When it comes to parallelization, AEgir does not have a concept of test suites. The only concept that it has parallelization around are targets
, but currently this parallelization is turned off due to a hard coded concurrent execution limit set to 1
. Increasing this value though doesn't do anything different than this groovy script. It simply allows multiple targets to run concurrently.
In this js-ipfs project there are three named test targets, test:node
, test:browser
, test:webworker
.
When running test:node
, each of the separate suites of tests defined in the package.json
(test:node:core
, test:node:http
, test:node:gateway
, test:node:cli
), are ran serially. AEgir does not make a distinction between these as it's not aware of them.
I ran each suite parallel to each other (using a simply shell script), each row is a single run.
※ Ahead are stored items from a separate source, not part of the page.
use super::{ResourceTableEntryRule, WHITE_SPACE_LEAD, WHITE_SPACE_TAIL, neutral_text, non_empty};

/// Unicode name of common whitespace characters, `U+XXXX` for the rest.
pub fn whitespace_name(c: char) -> String {
    let name = match c {
        ' ' => "SPACE",
        '\t' => "HORIZONTAL TAB",
        '\n' => "LINE FEED",
        '\r' => "CARRIAGE RETURN",
        '\u{0B}' => "VERTICAL TAB",
        '\u{0C}' => "FORM FEED",
        '\u{85}' => "NEXT LINE",
        '\u{A0}' => "NO-BREAK SPACE",
        '\u{2002}' => "EN SPACE",
        '\u{2003}' => "EM SPACE",
        '\u{2009}' => "THIN SPACE",
        '\u{200A}' => "HAIR SPACE",
        '\u{2028}' => "LINE SEPARATOR",
        '\u{2029}' => "PARAGRAPH SEPARATOR",
        '\u{202F}' => "NARROW NO-BREAK SPACE",
        '\u{3000}' => "IDEOGRAPHIC SPACE",
        other => return format!("U+{:04X}", other as u32),
    };
    name.to_string()
}

fn leading(value: &str) -> String {
    value.chars().take_while(|c| c.is_whitespace()).collect()
}

fn trailing(value: &str) -> String {
    let run: Vec<char> = value.chars().rev().take_while(|c| c.is_whitespace()).collect();
    run.into_iter().rev().collect()
}

fn check(
    neutral: Option<&str>,
    values: &[&str],
    extract: fn(&str) -> String,
    position: &str,
) -> Result<(), String> {
    let Some(neutral) = neutral_text(neutral) else {
        return Ok(());
    };
    let expected = extract(neutral);
    if non_empty(values).all(|value| extract(value) == expected) {
        return Ok(());
    }
    if expected.is_empty() {
        Err(format!(
            "White space at the {} of the text does not match the neutral text. Expected no white space.",
            position
        ))
    } else {
        let names: Vec<String> = expected.chars().map(whitespace_name).collect();
        Err(format!(
            "White space at the {} of the text does not match the neutral text. Expected {}.",
            position,
            names.join(", ")
        ))
    }
}

#[derive(Debug, Clone, Copy, Default)]
pub struct WhiteSpaceLeadRule;

impl ResourceTableEntryRule for WhiteSpaceLeadRule {
    fn rule_id(&self) -> &'static str {
        WHITE_SPACE_LEAD
    }

    fn complies_to_rule(&self, neutral: Option<&str>, values: &[&str]) -> Result<(), String> {
        check(neutral, values, leading, "start")
    }
}

#[derive(Debug, Clone, Copy, Default)]
pub struct WhiteSpaceTailRule;

impl ResourceTableEntryRule for WhiteSpaceTailRule {
    fn rule_id(&self) -> &'static str {
        WHITE_SPACE_TAIL
    }

    fn complies_to_rule(&self, neutral: Option<&str>, values: &[&str]) -> Result<(), String> {
        check(neutral, values, trailing, "end")
    }
}
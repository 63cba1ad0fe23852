use resxkit::CultureKey;
use std::path::Path;
use unic_langid::LanguageIdentifier;

/// Validate the directory that is scanned for resources
pub fn validate_root_dir(path: &Path) -> Result<(), String> {
    if !path.exists() {
        return Err(format!("Directory does not exist: {}", path.display()));
    }
    if !path.is_dir() {
        return Err(format!("Path is not a directory: {}", path.display()));
    }
    Ok(())
}

/// Validate file path exists and is readable
pub fn validate_file_path(path: &Path) -> Result<(), String> {
    if !path.exists() {
        return Err(format!("File does not exist: {}", path.display()));
    }
    if !path.is_file() {
        return Err(format!("Path is not a file: {}", path.display()));
    }
    Ok(())
}

/// Validate output directory exists or can be created
pub fn validate_output_path(path: &Path) -> Result<(), String> {
    if let Some(parent) = path.parent()
        && !parent.as_os_str().is_empty()
        && !parent.exists()
        && let Err(e) = std::fs::create_dir_all(parent)
    {
        return Err(format!("Cannot create output directory: {}", e));
    }
    Ok(())
}

/// Validate a culture tag for a new language file.
///
/// The tag must be one that is recognised again as a culture suffix in resource file
/// names, so a registered lower-case ISO 639 language subtag is required.
pub fn validate_culture(tag: &str) -> Result<(), String> {
    if tag.is_empty() {
        return Err("Culture cannot be empty".to_string());
    }
    let invalid = || {
        format!(
            "Invalid culture: {}. Expected a BCP 47 language identifier such as de or fr-FR",
            tag
        )
    };
    let id = tag.parse::<LanguageIdentifier>().map_err(|_| invalid())?;
    if CultureKey::from_file_segment(&id.to_string()).is_none() {
        return Err(invalid());
    }
    Ok(())
}

#[cfg(test)]
mod tests {
    use super::*;

    #[test]
    fn test_validate_culture() {
        assert!(validate_culture("de").is_ok());
        assert!(validate_culture("zh-Hans-CN").is_ok());
        assert!(validate_culture("").is_err());
        assert!(validate_culture("designer").is_err());
        assert!(validate_culture("xx").is_err());
        assert!(validate_culture("fr-FR").is_ok());
        assert!(validate_culture("not a tag").is_err());
    }

    #[test]
    fn test_validate_paths() {
        let dir = tempfile::tempdir().unwrap();
        assert!(validate_root_dir(dir.path()).is_ok());
        assert!(validate_root_dir(&dir.path().join("missing")).is_err());
        assert!(validate_file_path(dir.path()).is_err());

        let nested = dir.path().join("out/table.tsv");
        assert!(validate_output_path(&nested).is_ok());
        assert!(dir.path().join("out").is_dir());
    }
}
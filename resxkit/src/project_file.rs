//! Physical files handed to the engine by the file discovery collaborator.

use std::{
    fs,
    hash::{Hash, Hasher},
    io::{BufRead, BufReader},
    path::{Path, PathBuf},
};

use encoding_rs::{Encoding, UTF_8, UTF_16BE, UTF_16LE};
use regex::Regex;
use tracing::warn;

use crate::{configuration::Configuration, error::Error, formats::ResourceFormat};

/// One file of a project: where it is, which project it belongs to, and how to read it.
#[derive(Debug, Clone)]
pub struct ProjectFile {
    file_path: PathBuf,
    project_name: String,
    relative_path: String,
    is_winforms_designer_resource: bool,
}

impl PartialEq for ProjectFile {
    fn eq(&self, other: &Self) -> bool {
        self.file_path == other.file_path
    }
}

impl Eq for ProjectFile {}

impl Hash for ProjectFile {
    fn hash<H: Hasher>(&self, state: &mut H) {
        self.file_path.hash(state);
    }
}

impl ProjectFile {
    pub fn new(
        file_path: impl Into<PathBuf>,
        project_name: impl Into<String>,
        relative_path: impl Into<String>,
    ) -> Self {
        Self {
            file_path: file_path.into(),
            project_name: project_name.into(),
            relative_path: relative_path.into(),
            is_winforms_designer_resource: false,
        }
    }

    /// Marks the file as owned by the WinForms designer, which regenerates it and drops comments.
    pub fn with_winforms_designer_resource(mut self, value: bool) -> Self {
        self.is_winforms_designer_resource = value;
        self
    }

    pub fn file_path(&self) -> &Path {
        &self.file_path
    }

    pub fn project_name(&self) -> &str {
        &self.project_name
    }

    pub fn relative_path(&self) -> &str {
        &self.relative_path
    }

    /// Lower-case extension including the leading dot, e.g. `.cs`.
    pub fn extension(&self) -> String {
        self.file_path
            .extension()
            .and_then(|e| e.to_str())
            .map(|e| format!(".{}", e.to_ascii_lowercase()))
            .unwrap_or_default()
    }

    pub fn format(&self) -> Option<ResourceFormat> {
        ResourceFormat::from_path(&self.file_path)
    }

    pub fn is_resource_file(&self) -> bool {
        self.format().is_some()
    }

    /// Generated code files such as `Resources.Designer.cs`.
    pub fn is_designer_file(&self) -> bool {
        self.file_path
            .file_stem()
            .and_then(|s| s.to_str())
            .is_some_and(|s| s.to_ascii_lowercase().ends_with(".designer"))
    }

    pub fn is_winforms_designer_resource(&self) -> bool {
        self.is_winforms_designer_resource
    }

    pub fn exists(&self) -> bool {
        self.file_path.is_file()
    }

    /// Reads the whole file, detecting a UTF-8/UTF-16 byte order mark.
    pub fn read_text(&self) -> Result<FileText, Error> {
        let bytes = fs::read(&self.file_path)?;
        Ok(FileText::decode(&bytes))
    }

    /// Writes `text` back in the encoding it was read with.
    pub fn write_text(&self, text: &str, encoding: TextEncoding) -> std::io::Result<()> {
        if let Some(parent) = self.file_path.parent()
            && !parent.as_os_str().is_empty()
        {
            fs::create_dir_all(parent)?;
        }
        fs::write(&self.file_path, encoding.encode(text))
    }

    /// Reads the file line by line with BOM-aware decoding.
    ///
    /// Without a BOM the bytes are decoded as UTF-8, replacing invalid sequences.
    pub fn read_lines(&self) -> Result<Vec<String>, Error> {
        let file = fs::File::open(&self.file_path)?;
        let decoder = encoding_rs_io::DecodeReaderBytesBuilder::new()
            .encoding(Some(UTF_8))
            .bom_override(true)
            .build(file);
        BufReader::new(decoder)
            .lines()
            .collect::<Result<Vec<_>, _>>()
            .map_err(Error::Io)
    }
}

/// Byte-level encoding of a text file, preserved across load and save.
#[derive(Debug, Clone, Copy, PartialEq, Eq, Default)]
pub enum TextEncoding {
    #[default]
    Utf8,
    Utf8Bom,
    Utf16Le,
    Utf16Be,
}

impl TextEncoding {
    pub fn encode(&self, text: &str) -> Vec<u8> {
        match self {
            TextEncoding::Utf8 => text.as_bytes().to_vec(),
            TextEncoding::Utf8Bom => {
                let mut bytes = vec![0xEF, 0xBB, 0xBF];
                bytes.extend_from_slice(text.as_bytes());
                bytes
            }
            TextEncoding::Utf16Le => {
                let mut bytes = vec![0xFF, 0xFE];
                bytes.extend(text.encode_utf16().flat_map(u16::to_le_bytes));
                bytes
            }
            TextEncoding::Utf16Be => {
                let mut bytes = vec![0xFE, 0xFF];
                bytes.extend(text.encode_utf16().flat_map(u16::to_be_bytes));
                bytes
            }
        }
    }
}

/// Decoded file content plus the encoding it came in.
#[derive(Debug, Clone, PartialEq, Eq)]
pub struct FileText {
    pub text: String,
    pub encoding: TextEncoding,
}

impl FileText {
    pub fn decode(bytes: &[u8]) -> Self {
        let (encoding, bom_length) = match Encoding::for_bom(bytes) {
            Some((encoding, length)) => (encoding, length),
            None => (UTF_8, 0),
        };
        let (text, _) = encoding.decode_without_bom_handling(&bytes[bom_length..]);
        let encoding = if encoding == UTF_16LE {
            TextEncoding::Utf16Le
        } else if encoding == UTF_16BE {
            TextEncoding::Utf16Be
        } else if bom_length > 0 {
            TextEncoding::Utf8Bom
        } else {
            TextEncoding::Utf8
        };
        FileText {
            text: text.into_owned(),
            encoding,
        }
    }
}

/// Decides which files are scanned for code references and which are loaded at all.
pub trait FileFilter: Send + Sync {
    fn is_source_file(&self, file: &ProjectFile) -> bool;
    fn include_file(&self, file: &ProjectFile) -> bool;
}

/// Excludes resource and generated files from scanning, and anything whose
/// project-relative path matches the configured exclusion pattern.
#[derive(Debug, Clone, Default)]
pub struct DefaultFileFilter {
    exclusion: Option<Regex>,
}

impl DefaultFileFilter {
    pub fn new(configuration: &Configuration) -> Self {
        let exclusion = configuration
            .file_exclusion_filter
            .as_deref()
            .filter(|pattern| !pattern.trim().is_empty())
            .and_then(|pattern| match Regex::new(pattern) {
                Ok(regex) => Some(regex),
                Err(e) => {
                    warn!("ignoring invalid file exclusion filter `{}`: {}", pattern, e);
                    None
                }
            });
        Self { exclusion }
    }
}

impl FileFilter for DefaultFileFilter {
    fn is_source_file(&self, file: &ProjectFile) -> bool {
        !file.is_resource_file() && !file.is_designer_file()
    }

    fn include_file(&self, file: &ProjectFile) -> bool {
        match &self.exclusion {
            Some(regex) => !regex.is_match(&file.relative_path().replace('\\', "/")),
            None => true,
        }
    }
}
Test Run | core | http | gateway | cli | Total |
---|---|---|---|---|---|
1 | 24.40s | 113.33s | 3.88s | 491.06s | 632.67s |
2 | 23.52s | 114.36s | 5.13s | 501.95s | 644.96s |
3 | 24.39s | 114.07s | 6.98s | 491.91s | 637.35s |
4 | 24.98s | 112.91s | 5.07s | 491.04s | 634.00s |
5 | 23.86s | 113.06s | 5.59s | 490.48s | 632.99s |
6 | 23.86s | 114.57s | 5.29s | 492.69s | 636.41s |
7 | 22.40s | 113.37s | 8.79s | 493.52s | 638.08s |
8 | 23.83s | 113.34s | 9.97s | 498.46s | 645.60s |
9 | 21.07s | 114.43s | 5.66s | 482.90s | 624.06s |
10 | 22.11s | 114.49s | 4.60s | 506.10s | 647.30s |
Avg | 23.44s | 113.80s | 6.10s | 494.01s | 637.34s |
The test:node:cli
suite takes the longest time. This is probably in part, as many tests are run in both online and offline modes. This means then on average the test suite runs ~ 318s in either mode.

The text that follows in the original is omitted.